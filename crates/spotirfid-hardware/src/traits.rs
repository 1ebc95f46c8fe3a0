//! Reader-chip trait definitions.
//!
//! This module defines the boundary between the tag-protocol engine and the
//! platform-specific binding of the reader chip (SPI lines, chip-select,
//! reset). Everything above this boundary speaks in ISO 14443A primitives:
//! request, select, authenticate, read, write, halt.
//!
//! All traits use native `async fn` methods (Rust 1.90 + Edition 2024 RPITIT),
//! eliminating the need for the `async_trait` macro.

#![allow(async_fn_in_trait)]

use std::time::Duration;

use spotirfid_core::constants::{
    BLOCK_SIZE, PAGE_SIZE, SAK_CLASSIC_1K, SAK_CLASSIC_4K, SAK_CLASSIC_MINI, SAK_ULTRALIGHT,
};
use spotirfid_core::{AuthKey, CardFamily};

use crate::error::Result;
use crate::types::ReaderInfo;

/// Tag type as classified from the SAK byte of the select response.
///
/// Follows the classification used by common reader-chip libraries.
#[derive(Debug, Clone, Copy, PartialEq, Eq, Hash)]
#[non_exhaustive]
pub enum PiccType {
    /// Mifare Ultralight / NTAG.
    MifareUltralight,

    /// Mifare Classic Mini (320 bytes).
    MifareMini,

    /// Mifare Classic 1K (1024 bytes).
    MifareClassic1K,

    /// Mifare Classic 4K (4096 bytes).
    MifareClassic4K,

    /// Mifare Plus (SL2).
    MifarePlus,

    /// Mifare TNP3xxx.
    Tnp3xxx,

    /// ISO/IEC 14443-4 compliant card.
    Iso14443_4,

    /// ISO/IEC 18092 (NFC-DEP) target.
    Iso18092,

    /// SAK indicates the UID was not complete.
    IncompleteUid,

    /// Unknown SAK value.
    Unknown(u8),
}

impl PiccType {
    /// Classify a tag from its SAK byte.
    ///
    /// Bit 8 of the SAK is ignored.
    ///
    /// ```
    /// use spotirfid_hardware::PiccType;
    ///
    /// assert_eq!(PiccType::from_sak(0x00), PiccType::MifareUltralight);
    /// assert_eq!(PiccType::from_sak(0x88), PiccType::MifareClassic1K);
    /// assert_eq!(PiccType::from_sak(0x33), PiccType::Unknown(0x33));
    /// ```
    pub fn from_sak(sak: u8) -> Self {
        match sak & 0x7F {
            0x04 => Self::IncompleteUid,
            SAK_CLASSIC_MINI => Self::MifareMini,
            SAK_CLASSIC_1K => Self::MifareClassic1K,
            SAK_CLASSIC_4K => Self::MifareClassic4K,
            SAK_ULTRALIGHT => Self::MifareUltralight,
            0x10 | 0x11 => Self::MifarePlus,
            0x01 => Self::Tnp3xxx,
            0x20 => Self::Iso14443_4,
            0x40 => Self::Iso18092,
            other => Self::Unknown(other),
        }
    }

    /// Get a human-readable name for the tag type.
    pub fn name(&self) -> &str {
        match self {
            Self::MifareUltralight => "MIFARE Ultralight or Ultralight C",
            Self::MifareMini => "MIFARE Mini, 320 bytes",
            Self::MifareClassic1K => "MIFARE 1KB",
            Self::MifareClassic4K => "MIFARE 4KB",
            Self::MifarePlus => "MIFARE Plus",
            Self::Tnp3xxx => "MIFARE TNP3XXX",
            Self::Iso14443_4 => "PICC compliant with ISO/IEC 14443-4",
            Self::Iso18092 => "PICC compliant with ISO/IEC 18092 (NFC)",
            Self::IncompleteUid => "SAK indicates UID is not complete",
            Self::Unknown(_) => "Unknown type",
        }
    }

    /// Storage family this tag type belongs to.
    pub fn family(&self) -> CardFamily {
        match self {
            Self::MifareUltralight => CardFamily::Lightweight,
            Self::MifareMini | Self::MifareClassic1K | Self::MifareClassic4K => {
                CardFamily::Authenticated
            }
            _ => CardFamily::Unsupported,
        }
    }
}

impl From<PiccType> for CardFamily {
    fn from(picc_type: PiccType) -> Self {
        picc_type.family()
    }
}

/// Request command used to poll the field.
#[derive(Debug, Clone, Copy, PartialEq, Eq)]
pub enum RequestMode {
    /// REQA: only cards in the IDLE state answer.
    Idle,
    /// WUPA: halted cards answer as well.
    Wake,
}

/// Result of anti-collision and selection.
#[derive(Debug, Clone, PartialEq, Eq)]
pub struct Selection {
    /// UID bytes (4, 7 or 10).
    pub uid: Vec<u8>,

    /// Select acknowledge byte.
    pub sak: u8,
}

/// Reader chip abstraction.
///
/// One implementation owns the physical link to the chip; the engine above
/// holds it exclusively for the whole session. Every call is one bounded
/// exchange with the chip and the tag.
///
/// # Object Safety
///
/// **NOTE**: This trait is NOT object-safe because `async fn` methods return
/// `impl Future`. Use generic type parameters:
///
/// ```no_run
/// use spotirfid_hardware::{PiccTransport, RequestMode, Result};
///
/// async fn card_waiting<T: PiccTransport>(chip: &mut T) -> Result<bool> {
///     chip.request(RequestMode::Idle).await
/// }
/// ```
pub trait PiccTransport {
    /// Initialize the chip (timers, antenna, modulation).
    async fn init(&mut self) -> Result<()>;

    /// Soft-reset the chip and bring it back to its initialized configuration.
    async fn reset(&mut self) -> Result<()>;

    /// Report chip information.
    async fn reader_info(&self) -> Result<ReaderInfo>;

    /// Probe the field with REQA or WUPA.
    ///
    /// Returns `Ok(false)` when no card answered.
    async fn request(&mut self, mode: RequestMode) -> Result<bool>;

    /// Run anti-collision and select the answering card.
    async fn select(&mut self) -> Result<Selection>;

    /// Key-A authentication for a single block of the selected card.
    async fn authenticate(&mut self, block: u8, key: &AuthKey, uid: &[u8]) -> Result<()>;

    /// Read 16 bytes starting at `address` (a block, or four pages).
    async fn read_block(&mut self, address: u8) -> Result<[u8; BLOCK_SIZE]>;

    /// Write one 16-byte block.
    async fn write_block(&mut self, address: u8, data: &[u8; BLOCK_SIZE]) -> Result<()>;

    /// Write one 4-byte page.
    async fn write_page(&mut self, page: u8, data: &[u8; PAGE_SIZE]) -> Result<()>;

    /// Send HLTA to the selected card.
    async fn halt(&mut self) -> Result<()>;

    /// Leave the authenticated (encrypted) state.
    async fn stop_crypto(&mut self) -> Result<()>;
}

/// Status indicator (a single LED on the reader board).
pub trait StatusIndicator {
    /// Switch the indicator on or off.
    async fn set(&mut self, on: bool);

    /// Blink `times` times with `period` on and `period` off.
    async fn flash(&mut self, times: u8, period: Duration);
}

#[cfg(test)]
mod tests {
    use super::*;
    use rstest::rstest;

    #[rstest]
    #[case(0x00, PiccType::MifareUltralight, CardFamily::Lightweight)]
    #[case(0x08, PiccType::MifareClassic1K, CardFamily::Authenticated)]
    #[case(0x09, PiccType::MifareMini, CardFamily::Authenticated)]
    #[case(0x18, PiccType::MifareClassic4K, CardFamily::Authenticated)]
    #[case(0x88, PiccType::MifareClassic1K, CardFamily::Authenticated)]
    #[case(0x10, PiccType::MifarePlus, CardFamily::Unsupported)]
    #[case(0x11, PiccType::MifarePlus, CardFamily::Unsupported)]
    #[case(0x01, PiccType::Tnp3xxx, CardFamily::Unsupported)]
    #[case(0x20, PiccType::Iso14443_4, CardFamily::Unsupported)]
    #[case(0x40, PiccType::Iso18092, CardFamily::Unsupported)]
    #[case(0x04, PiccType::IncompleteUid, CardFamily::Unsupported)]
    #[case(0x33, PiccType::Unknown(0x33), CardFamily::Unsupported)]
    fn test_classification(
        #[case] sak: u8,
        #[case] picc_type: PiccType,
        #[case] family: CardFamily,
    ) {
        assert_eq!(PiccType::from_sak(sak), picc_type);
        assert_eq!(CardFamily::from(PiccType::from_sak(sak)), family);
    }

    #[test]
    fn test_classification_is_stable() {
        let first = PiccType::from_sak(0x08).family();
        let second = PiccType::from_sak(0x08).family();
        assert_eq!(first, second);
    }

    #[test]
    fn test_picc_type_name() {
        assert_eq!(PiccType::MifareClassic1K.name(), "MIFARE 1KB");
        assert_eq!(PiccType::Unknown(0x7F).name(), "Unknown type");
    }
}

◆ ◆ ◆

_Exercise prompt_: Reproduce exactly the lines that run from the start of the records to the line with "common reader-chip libraries.", both included.

_Solution_:
filename crates/spotirfid-hardware/src/traits.rs
repository 1ebc95f46c8fe3a0
//! Reader-chip trait definitions.
//!
//! This module defines the boundary between the tag-protocol engine and the
//! platform-specific binding of the reader chip (SPI lines, chip-select,
//! reset). Everything above this boundary speaks in ISO 14443A primitives:
//! request, select, authenticate, read, write, halt.
//!
//! All traits use native `async fn` methods (Rust 1.90 + Edition 2024 RPITIT),
//! eliminating the need for the `async_trait` macro.

#![allow(async_fn_in_trait)]

use std::time::Duration;

use spotirfid_core::constants::{
    BLOCK_SIZE, PAGE_SIZE, SAK_CLASSIC_1K, SAK_CLASSIC_4K, SAK_CLASSIC_MINI, SAK_ULTRALIGHT,
};
use spotirfid_core::{AuthKey, CardFamily};

use crate::error::Result;
use crate::types::ReaderInfo;

/// Tag type as classified from the SAK byte of the select response.
///
/// Follows the classification used by common reader-chip libraries.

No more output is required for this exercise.